** Extracted data follows **

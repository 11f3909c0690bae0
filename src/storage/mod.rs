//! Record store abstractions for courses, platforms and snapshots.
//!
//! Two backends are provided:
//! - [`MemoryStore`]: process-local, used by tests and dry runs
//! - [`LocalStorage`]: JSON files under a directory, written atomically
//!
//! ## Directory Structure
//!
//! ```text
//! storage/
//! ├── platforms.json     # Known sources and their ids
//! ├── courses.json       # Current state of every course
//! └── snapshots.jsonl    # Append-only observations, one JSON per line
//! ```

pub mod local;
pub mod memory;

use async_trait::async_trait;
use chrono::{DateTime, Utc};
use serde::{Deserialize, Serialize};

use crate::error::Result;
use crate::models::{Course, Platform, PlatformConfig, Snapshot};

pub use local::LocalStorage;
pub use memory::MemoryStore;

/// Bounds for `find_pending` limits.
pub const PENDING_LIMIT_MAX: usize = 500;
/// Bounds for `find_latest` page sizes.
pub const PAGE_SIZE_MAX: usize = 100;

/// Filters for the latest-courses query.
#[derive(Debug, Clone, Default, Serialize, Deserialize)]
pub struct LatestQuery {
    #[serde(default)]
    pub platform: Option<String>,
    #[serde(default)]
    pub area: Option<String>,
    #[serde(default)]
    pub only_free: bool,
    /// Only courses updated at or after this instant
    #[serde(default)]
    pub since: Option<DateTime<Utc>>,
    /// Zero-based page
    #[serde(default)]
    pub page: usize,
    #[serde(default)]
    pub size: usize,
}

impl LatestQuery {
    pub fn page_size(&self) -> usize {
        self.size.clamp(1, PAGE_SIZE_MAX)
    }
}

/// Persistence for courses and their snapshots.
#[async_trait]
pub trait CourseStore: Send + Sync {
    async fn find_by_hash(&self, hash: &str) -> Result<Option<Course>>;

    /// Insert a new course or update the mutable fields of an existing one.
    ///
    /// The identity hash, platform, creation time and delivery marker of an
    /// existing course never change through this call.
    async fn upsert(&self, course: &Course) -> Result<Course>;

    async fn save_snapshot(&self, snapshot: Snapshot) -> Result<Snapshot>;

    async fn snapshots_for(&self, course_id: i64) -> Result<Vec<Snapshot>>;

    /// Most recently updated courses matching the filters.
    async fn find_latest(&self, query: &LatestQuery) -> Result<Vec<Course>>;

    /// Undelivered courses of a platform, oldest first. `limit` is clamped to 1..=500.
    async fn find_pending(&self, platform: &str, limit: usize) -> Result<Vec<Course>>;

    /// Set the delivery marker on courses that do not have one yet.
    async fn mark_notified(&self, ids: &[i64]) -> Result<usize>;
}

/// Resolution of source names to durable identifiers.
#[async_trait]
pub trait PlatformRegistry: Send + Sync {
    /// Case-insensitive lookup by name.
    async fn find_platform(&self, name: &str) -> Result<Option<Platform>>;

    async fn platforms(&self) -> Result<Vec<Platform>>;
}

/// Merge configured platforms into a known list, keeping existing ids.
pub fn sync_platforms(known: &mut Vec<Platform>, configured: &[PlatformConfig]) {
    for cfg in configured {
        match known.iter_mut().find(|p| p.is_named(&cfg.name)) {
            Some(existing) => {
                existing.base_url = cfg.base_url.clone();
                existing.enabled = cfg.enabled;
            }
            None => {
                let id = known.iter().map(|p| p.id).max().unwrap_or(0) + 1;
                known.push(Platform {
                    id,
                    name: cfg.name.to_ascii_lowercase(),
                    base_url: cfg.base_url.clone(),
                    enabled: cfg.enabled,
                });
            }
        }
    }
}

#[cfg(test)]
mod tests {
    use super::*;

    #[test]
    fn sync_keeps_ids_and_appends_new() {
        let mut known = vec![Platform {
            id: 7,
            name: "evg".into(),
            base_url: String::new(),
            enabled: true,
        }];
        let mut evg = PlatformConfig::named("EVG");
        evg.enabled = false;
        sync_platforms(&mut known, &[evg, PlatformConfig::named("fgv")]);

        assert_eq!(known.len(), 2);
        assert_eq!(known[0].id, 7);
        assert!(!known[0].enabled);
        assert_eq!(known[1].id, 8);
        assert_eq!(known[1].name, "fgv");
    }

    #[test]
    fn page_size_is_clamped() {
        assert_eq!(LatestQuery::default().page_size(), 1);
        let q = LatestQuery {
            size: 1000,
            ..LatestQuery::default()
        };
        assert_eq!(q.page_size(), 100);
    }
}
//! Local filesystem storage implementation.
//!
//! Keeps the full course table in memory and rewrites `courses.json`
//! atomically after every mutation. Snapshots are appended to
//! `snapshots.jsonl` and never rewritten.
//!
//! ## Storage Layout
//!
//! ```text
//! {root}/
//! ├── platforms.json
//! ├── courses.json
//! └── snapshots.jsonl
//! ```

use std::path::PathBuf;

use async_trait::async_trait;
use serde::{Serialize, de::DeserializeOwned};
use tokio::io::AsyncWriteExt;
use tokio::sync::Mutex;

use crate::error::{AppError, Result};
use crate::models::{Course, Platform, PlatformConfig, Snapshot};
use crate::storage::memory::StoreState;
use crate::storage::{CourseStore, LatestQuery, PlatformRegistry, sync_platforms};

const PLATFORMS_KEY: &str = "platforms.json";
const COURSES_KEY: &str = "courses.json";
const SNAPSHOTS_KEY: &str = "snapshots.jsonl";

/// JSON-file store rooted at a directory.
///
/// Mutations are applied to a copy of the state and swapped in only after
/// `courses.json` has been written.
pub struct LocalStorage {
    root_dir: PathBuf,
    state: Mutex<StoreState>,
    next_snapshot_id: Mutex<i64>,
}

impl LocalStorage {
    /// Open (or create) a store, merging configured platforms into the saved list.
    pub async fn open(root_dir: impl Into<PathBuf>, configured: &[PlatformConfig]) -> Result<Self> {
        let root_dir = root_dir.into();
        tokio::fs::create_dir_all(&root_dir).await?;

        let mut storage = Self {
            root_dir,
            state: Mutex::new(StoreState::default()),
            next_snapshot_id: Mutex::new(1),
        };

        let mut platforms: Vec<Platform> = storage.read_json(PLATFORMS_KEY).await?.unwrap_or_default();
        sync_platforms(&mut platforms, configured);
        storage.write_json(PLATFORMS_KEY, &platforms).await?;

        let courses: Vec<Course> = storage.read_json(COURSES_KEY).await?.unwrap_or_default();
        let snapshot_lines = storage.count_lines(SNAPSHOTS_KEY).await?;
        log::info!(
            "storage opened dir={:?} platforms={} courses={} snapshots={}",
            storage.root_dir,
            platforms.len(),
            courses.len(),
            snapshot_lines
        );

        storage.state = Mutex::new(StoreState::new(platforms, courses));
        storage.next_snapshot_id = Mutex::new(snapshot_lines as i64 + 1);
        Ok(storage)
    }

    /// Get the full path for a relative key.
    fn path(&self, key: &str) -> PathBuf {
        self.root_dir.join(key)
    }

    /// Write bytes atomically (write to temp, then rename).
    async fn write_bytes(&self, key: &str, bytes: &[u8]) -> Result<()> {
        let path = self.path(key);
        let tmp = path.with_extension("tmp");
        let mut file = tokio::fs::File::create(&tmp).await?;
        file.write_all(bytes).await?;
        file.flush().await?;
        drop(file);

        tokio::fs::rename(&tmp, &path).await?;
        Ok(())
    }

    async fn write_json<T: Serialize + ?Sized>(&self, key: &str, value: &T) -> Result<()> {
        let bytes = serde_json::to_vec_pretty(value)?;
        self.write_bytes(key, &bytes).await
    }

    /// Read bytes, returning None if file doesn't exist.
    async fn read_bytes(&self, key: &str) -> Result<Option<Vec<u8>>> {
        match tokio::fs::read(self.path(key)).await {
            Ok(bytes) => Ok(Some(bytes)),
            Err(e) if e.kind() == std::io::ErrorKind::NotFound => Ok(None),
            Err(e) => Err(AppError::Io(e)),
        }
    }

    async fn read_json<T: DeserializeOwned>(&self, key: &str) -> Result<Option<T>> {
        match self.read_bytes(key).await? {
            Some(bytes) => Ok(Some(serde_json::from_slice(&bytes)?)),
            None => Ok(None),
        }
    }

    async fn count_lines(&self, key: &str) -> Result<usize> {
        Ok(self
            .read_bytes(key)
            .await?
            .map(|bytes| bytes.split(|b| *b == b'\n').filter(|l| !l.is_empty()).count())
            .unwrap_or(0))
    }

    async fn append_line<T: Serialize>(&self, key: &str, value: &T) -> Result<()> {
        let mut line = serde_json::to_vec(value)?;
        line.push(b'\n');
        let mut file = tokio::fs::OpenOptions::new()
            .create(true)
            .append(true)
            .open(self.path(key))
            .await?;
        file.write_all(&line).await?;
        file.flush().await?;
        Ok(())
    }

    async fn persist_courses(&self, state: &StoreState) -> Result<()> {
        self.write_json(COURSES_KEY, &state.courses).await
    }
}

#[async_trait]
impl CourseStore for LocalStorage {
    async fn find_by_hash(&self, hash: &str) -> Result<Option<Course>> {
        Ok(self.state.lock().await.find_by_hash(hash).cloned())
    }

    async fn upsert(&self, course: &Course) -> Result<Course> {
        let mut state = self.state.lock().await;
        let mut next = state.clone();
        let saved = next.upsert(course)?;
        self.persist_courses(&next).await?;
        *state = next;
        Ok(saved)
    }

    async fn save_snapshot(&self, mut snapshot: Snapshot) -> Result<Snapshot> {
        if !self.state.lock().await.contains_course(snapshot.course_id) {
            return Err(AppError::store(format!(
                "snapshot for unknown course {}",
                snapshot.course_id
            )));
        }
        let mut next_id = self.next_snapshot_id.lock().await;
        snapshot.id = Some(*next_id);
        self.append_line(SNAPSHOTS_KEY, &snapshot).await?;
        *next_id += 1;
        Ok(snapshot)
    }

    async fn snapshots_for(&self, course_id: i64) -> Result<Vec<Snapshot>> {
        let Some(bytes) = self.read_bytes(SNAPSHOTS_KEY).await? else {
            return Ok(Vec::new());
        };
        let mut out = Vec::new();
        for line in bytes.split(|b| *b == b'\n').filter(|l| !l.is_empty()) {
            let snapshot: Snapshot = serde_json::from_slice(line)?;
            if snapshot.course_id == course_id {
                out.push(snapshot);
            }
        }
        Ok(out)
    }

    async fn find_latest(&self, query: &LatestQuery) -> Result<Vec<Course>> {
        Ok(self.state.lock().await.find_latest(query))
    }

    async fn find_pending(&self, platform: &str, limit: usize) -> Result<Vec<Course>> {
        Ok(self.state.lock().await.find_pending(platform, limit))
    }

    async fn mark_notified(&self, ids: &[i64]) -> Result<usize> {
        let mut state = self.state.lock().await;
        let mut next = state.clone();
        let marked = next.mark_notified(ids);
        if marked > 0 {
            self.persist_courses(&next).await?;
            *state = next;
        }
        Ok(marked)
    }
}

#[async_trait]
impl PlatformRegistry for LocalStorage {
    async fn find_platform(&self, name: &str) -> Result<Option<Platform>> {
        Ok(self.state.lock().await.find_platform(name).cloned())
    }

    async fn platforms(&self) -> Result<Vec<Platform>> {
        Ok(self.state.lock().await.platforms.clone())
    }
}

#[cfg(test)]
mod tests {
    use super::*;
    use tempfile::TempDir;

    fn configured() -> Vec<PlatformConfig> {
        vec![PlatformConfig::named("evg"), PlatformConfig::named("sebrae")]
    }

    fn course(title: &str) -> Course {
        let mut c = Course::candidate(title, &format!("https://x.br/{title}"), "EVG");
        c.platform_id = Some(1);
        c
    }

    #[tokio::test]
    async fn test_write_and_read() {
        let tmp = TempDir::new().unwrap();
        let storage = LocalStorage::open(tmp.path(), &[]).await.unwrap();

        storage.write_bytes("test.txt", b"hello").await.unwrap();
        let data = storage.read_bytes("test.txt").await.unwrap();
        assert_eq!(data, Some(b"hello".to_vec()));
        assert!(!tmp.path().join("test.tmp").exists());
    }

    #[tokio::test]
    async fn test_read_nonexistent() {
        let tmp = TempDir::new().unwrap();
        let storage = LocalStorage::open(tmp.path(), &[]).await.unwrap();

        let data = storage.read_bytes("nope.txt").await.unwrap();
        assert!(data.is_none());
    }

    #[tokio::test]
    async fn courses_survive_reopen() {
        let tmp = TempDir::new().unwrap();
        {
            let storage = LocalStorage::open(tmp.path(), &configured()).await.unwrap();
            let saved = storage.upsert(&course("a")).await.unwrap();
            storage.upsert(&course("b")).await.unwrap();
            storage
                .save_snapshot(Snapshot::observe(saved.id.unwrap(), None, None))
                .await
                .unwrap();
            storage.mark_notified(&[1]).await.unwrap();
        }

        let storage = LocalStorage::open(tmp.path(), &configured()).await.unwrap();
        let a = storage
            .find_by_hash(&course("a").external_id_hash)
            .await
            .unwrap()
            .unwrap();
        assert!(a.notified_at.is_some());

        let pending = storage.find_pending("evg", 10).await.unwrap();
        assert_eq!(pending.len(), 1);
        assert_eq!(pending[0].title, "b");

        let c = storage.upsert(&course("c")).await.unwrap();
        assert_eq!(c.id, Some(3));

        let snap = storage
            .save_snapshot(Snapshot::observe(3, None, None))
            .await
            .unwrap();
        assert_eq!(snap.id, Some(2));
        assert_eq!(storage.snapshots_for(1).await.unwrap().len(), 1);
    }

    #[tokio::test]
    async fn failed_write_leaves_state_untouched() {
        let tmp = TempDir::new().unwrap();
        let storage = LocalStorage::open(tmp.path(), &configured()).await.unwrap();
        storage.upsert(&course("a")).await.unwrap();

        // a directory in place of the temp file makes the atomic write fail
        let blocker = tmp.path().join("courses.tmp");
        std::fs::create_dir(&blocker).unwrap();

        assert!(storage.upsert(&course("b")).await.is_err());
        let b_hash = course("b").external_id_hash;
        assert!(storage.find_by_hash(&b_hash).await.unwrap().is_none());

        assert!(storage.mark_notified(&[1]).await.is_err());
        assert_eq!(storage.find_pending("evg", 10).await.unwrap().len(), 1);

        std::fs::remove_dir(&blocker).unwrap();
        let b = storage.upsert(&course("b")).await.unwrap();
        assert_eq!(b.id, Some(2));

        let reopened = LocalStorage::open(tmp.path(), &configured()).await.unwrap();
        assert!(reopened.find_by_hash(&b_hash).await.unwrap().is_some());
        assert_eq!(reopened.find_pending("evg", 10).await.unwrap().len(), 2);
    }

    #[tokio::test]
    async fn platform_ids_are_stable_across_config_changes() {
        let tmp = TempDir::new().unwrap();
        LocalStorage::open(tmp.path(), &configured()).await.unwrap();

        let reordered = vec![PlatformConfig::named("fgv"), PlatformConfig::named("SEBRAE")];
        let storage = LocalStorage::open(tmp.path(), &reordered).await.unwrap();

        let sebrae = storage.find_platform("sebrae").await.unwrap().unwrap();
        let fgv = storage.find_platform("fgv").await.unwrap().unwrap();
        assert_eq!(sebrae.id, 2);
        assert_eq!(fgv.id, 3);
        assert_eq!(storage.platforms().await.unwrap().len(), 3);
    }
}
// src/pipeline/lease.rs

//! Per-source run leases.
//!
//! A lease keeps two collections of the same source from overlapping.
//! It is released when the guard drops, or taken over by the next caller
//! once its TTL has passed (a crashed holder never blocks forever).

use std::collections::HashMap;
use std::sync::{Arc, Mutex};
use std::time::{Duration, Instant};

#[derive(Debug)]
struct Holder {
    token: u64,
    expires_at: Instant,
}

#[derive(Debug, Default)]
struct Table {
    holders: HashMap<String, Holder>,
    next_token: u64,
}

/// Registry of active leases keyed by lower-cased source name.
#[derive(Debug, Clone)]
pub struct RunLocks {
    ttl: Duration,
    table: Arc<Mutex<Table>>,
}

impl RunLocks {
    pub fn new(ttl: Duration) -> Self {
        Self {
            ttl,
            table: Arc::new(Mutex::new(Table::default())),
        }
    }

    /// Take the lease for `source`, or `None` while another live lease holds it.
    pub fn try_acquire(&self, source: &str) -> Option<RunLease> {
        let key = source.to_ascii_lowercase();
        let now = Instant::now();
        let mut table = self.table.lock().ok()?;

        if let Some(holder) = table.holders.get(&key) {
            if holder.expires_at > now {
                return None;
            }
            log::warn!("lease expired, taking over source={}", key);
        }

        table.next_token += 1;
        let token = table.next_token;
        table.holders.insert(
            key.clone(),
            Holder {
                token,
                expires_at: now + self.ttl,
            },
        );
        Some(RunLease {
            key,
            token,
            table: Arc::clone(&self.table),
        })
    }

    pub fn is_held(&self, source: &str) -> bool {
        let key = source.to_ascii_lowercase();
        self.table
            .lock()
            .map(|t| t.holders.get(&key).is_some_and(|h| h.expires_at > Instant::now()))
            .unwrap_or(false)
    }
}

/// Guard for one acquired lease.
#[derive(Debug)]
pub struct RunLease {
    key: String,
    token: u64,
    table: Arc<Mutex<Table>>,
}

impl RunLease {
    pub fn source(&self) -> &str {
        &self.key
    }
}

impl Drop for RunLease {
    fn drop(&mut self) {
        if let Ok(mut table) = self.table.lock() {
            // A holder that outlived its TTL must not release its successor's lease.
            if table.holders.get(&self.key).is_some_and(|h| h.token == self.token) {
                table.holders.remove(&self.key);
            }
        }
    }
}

** End of Extracted data **

**Task goal:**
From the first line of the data above through the line containing "pub struct LatestQuery", set each line down again exactly; include both ends and omit everything else.

**Output of the task:**
repository 11f3909c0690bae0
filename src/storage/mod.rs
//! Record store abstractions for courses, platforms and snapshots.
//!
//! Two backends are provided:
//! - [`MemoryStore`]: process-local, used by tests and dry runs
//! - [`LocalStorage`]: JSON files under a directory, written atomically
//!
//! ## Directory Structure
//!
//! ```text
//! storage/
//! ├── platforms.json     # Known sources and their ids
//! ├── courses.json       # Current state of every course
//! └── snapshots.jsonl    # Append-only observations, one JSON per line
//! ```

pub mod local;
pub mod memory;

use async_trait::async_trait;
use chrono::{DateTime, Utc};
use serde::{Deserialize, Serialize};

use crate::error::Result;
use crate::models::{Course, Platform, PlatformConfig, Snapshot};

pub use local::LocalStorage;
pub use memory::MemoryStore;

/// Bounds for `find_pending` limits.
pub const PENDING_LIMIT_MAX: usize = 500;
/// Bounds for `find_latest` page sizes.
pub const PAGE_SIZE_MAX: usize = 100;

/// Filters for the latest-courses query.
#[derive(Debug, Clone, Default, Serialize, Deserialize)]
pub struct LatestQuery {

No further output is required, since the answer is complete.